■ What this task involves: The response must be made up of the lines in the entries below that contain "EmissionStatus".

■ Records supplied:
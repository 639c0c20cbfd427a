use std::collections::HashMap;
use std::sync::Mutex;

use async_trait::async_trait;
use chrono::Utc;
use uuid::Uuid;

use super::{DocumentSequenceRepo, EmittedDocumentRepo, RepoError, RepoResult};
use crate::core::{DocumentSequence, DocumentType, EmissionStatus, EmittedDocument, MAX_CORRELATIVE};

fn poisoned<T>(_: T) -> RepoError {
    RepoError::Storage("repository lock poisoned".into())
}

/// In-process sequence table. The mutex is the row lock.
#[derive(Debug, Default)]
pub struct MemorySequenceRepo {
    rows: Mutex<HashMap<(DocumentType, String), DocumentSequence>>,
}

impl MemorySequenceRepo {
    pub fn new() -> Self {
        Self::default()
    }

    /// Start a series at a given last number (e.g. after a migration
    /// from another system).
    pub fn seed(&self, document_type: DocumentType, series: &str, last_number: u32) -> RepoResult<()> {
        let mut rows = self.rows.lock().map_err(poisoned)?;
        rows.insert(
            (document_type, series.to_string()),
            DocumentSequence {
                document_type,
                series: series.to_string(),
                last_number,
                updated_at: Utc::now(),
            },
        );
        Ok(())
    }
}

#[async_trait]
impl DocumentSequenceRepo for MemorySequenceRepo {
    async fn allocate(&self, document_type: DocumentType, series: &str) -> RepoResult<u32> {
        let mut rows = self.rows.lock().map_err(poisoned)?;
        let row = rows
            .entry((document_type, series.to_string()))
            .or_insert_with(|| DocumentSequence {
                document_type,
                series: series.to_string(),
                last_number: 0,
                updated_at: Utc::now(),
            });
        if row.last_number >= MAX_CORRELATIVE {
            return Err(RepoError::Exhausted {
                document_type: document_type.code(),
                series: series.to_string(),
            });
        }
        row.last_number += 1;
        row.updated_at = Utc::now();
        Ok(row.last_number)
    }

    async fn current(
        &self,
        document_type: DocumentType,
        series: &str,
    ) -> RepoResult<Option<DocumentSequence>> {
        let rows = self.rows.lock().map_err(poisoned)?;
        Ok(rows.get(&(document_type, series.to_string())).cloned())
    }
}

/// In-process document table, kept in insertion order.
#[derive(Debug, Default)]
pub struct MemoryDocumentRepo {
    rows: Mutex<Vec<EmittedDocument>>,
}

impl MemoryDocumentRepo {
    pub fn new() -> Self {
        Self::default()
    }

    /// Snapshot of every stored record.
    pub fn all(&self) -> RepoResult<Vec<EmittedDocument>> {
        Ok(self.rows.lock().map_err(poisoned)?.clone())
    }
}

#[async_trait]
impl EmittedDocumentRepo for MemoryDocumentRepo {
    async fn insert(&self, document: &EmittedDocument) -> RepoResult<()> {
        let mut rows = self.rows.lock().map_err(poisoned)?;
        let duplicate = rows.iter().any(|d| {
            d.id == document.id
                || (d.document_type == document.document_type
                    && d.series == document.series
                    && d.number == document.number)
        });
        if duplicate {
            return Err(RepoError::Conflict(format!(
                "document {}-{} {} already recorded",
                document.series,
                document.number,
                document.document_type.code()
            )));
        }
        rows.push(document.clone());
        Ok(())
    }

    async fn update(&self, document: &EmittedDocument) -> RepoResult<()> {
        let mut rows = self.rows.lock().map_err(poisoned)?;
        let row = rows
            .iter_mut()
            .find(|d| d.id == document.id)
            .ok_or_else(|| RepoError::NotFound {
                entity: "EmittedDocument",
                id: document.id.to_string(),
            })?;
        if row.status != EmissionStatus::Pending {
            return Err(RepoError::Conflict(format!(
                "document {} is already {}",
                document.id, row.status
            )));
        }
        *row = document.clone();
        Ok(())
    }

    async fn find_by_id(&self, id: Uuid) -> RepoResult<Option<EmittedDocument>> {
        let rows = self.rows.lock().map_err(poisoned)?;
        Ok(rows.iter().find(|d| d.id == id).cloned())
    }

    async fn find_by_sale(&self, related_sale_id: &str) -> RepoResult<Vec<EmittedDocument>> {
        let rows = self.rows.lock().map_err(poisoned)?;
        Ok(rows
            .iter()
            .filter(|d| d.related_sale_id.as_deref() == Some(related_sale_id))
            .cloned()
            .collect())
    }
}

■ Written answer:
use crate::core::{DocumentSequence, DocumentType, EmissionStatus, EmittedDocument, MAX_CORRELATIVE};
        if row.status != EmissionStatus::Pending {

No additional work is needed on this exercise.